The @stake tool kit and theAutopsy forensic browser were the primary tools I used to perform the forensic analysis on this image. The tool requires that the image file be copied into the /morgue directory and an entry placed in /morgue/fsmorgue as detailed below.

 

image          fat              A:              EST5EDT

 

This entry points the tool towards the image file stored in /morgue, the type of file system was fat, the mount point was A: and the time zone.

 

The tool was initiated by executing

 

/autopsy-1.62/autopsy 8888 localhost

 

Autopsy revealed a different picture that what was first seen on the disk……

 

The file listing now consisted of 3 files

 

Cover page.jpgc             Jimmy Jungle.doc            Scheduled Visits.exe

(COVERP~1.JPG)            (_IMMY~1.doc)             (SCHEDU~1.EXE)

 

 

We are now working with 3 files as opposed to two.
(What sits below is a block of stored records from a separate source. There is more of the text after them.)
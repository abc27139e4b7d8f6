//! TOML configuration file parsing

use super::*;
use crate::config::cli::Cli;
use crate::config::cli_convert::apply_cli_overrides;
use anyhow::{Context, Result};
use std::fs;
use std::path::Path;

/// Parse TOML configuration file
pub fn parse_toml_file(path: &Path) -> Result<HarnessConfig> {
    let contents = fs::read_to_string(path)
        .with_context(|| format!("Failed to read config file: {}", path.display()))?;

    parse_toml_string(&contents)
        .with_context(|| format!("Failed to parse config file: {}", path.display()))
}

/// Parse TOML configuration from string
pub fn parse_toml_string(contents: &str) -> Result<HarnessConfig> {
    let config: HarnessConfig = ::toml::from_str(contents)
        .context("Failed to parse TOML configuration")?;

    Ok(config)
}

/// Load the harness configuration for this invocation
///
/// Reads `--config` when given (defaults otherwise) and applies the CLI
/// overrides on top.
pub fn load_config(cli: &Cli) -> Result<HarnessConfig> {
    let mut config = match cli.config {
        Some(ref path) => parse_toml_file(path)?,
        None => HarnessConfig::default(),
    };

    apply_cli_overrides(cli, &mut config)?;

    Ok(config)
}
//! Mock command runner for testing
//!
//! Records every command it is asked to run and answers from a scripted
//! queue of responses. When the queue is empty every command succeeds with
//! empty output.
//!
//! # Example
//!
//! ```
//! use node_e2e::exec::{CommandRunner, CommandSpec, ExecOutput};
//! use node_e2e::exec::mock::MockRunner;
//!
//! let runner = MockRunner::new();
//! runner.push_output(ExecOutput { code: Some(1), output: b"boom".to_vec() });
//!
//! let out = runner.run(&CommandSpec::new("docker").arg("pull")).unwrap();
//! assert!(!out.success());
//! assert_eq!(runner.call_count(), 1);
//! ```

use super::{CommandRunner, CommandSpec, ExecOutput};
use anyhow::Result;
use std::collections::VecDeque;
use std::sync::{Arc, Mutex};

#[derive(Debug, Clone)]
enum Response {
    Output(ExecOutput),
    LaunchError(String),
}

/// Scripted [`CommandRunner`]
#[derive(Debug, Clone, Default)]
pub struct MockRunner {
    /// Commands seen so far, in order
    calls: Arc<Mutex<Vec<CommandSpec>>>,

    /// Responses handed out in order
    responses: Arc<Mutex<VecDeque<Response>>>,
}

impl MockRunner {
    pub fn new() -> Self {
        Self::default()
    }

    /// Queue the result of the next command
    pub fn push_output(&self, output: ExecOutput) {
        self.responses.lock().unwrap().push_back(Response::Output(output));
    }

    /// Queue a successful run with the given output
    pub fn push_success(&self, output: &str) {
        self.push_output(ExecOutput {
            code: Some(0),
            output: output.as_bytes().to_vec(),
        });
    }

    /// Queue a run exiting with `code`
    pub fn push_exit(&self, code: i32, output: &str) {
        self.push_output(ExecOutput {
            code: Some(code),
            output: output.as_bytes().to_vec(),
        });
    }

    /// Queue a failure to launch the next command
    pub fn push_launch_error(&self, message: &str) {
        self.responses
            .lock()
            .unwrap()
            .push_back(Response::LaunchError(message.to_string()));
    }

    /// All recorded commands
    pub fn calls(&self) -> Vec<CommandSpec> {
        self.calls.lock().unwrap().clone()
    }

    pub fn call_count(&self) -> usize {
        self.calls.lock().unwrap().len()
    }

    /// Number of recorded commands whose program ends with `name`
    pub fn count_program(&self, name: &str) -> usize {
        self.calls
            .lock()
            .unwrap()
            .iter()
            .filter(|c| c.program.ends_with(name))
            .count()
    }
}

impl CommandRunner for MockRunner {
    fn run(&self, spec: &CommandSpec) -> Result<ExecOutput> {
        self.calls.lock().unwrap().push(spec.clone());

        match self.responses.lock().unwrap().pop_front() {
            Some(Response::Output(output)) => Ok(output),
            Some(Response::LaunchError(message)) => anyhow::bail!(message),
            None => Ok(ExecOutput {
                code: Some(0),
                output: Vec::new(),
            }),
        }
    }
}
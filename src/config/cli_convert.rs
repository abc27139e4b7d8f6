//! CLI to Config conversion utilities

use crate::config::cli::Cli;
use crate::config::{HarnessConfig, NodeTestContext};
use anyhow::{Context, Result};
use std::time::Duration;

/// Parse a duration string (e.g., "500ms", "90s", "2m", "1h") to a Duration
///
/// A bare number is taken as seconds.
pub fn parse_duration(s: &str) -> Result<Duration> {
    let s = s.trim().to_lowercase();

    let (num_str, millis_per_unit) = if let Some(n) = s.strip_suffix("ms") {
        (n, 1u64)
    } else if let Some(n) = s.strip_suffix("min") {
        (n, 60_000)
    } else if let Some(n) = s.strip_suffix('s') {
        (n, 1000)
    } else if let Some(n) = s.strip_suffix('m') {
        (n, 60_000)
    } else if let Some(n) = s.strip_suffix('h') {
        (n, 3_600_000)
    } else {
        (s.as_str(), 1000)
    };

    let num: u64 = num_str
        .trim()
        .parse()
        .with_context(|| format!("Invalid duration format: {}", s))?;

    let millis = num
        .checked_mul(millis_per_unit)
        .with_context(|| format!("Duration out of range: {}", s))?;

    Ok(Duration::from_millis(millis))
}

/// Apply CLI overrides to the file configuration (CLI takes precedence)
pub fn apply_cli_overrides(cli: &Cli, config: &mut HarnessConfig) -> Result<()> {
    if let Some(ref timeout) = cli.node_ready_timeout {
        let timeout = parse_duration(timeout).context("Invalid node ready timeout")?;
        // The timeout is configured in whole seconds
        if timeout < Duration::from_secs(1) {
            anyhow::bail!("node ready timeout must be at least 1s, got {:?}", timeout);
        }
        config.readiness.timeout_secs = (timeout.as_millis() as u64).div_ceil(1000);
    }

    if let Some(ref interval) = cli.node_ready_poll_interval {
        let interval = parse_duration(interval).context("Invalid node ready poll interval")?;
        config.readiness.poll_interval_ms = interval.as_millis() as u64;
    }

    Ok(())
}

/// Initial node test context from CLI flags
///
/// The node name stays empty when not given; setup resolves it from the
/// hostname.
pub fn node_context_from_cli(cli: &Cli) -> NodeTestContext {
    NodeTestContext {
        node_name: cli.node_name.clone().unwrap_or_default(),
        node_conformance: cli.node_conformance,
        prepull_images: cli.prepull_images,
        kubeconfig: cli.kubeconfig.clone(),
        api_server: cli.api_server.clone(),
        container_runtime: cli.container_runtime.clone(),
        report_dir: cli.report_dir.clone(),
        report_prefix: cli.report_prefix.clone(),
    }
}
The easiest of these to recover was Jimmy Jungle.doc. This file was a straight forward delete from Windows and would be easily recoverable as MS does not fully delete the file but merely removes the first character. The necessary info required from this file was viewable from an ASCII output of the relevant sectors on the disk. (Sectors 38 & 39) A case insensitive keyword search in Autopsy recovered the 2 segments of the doc file. ( Only a small section is shown for the purposes of layout, see Appendix for full Doc.)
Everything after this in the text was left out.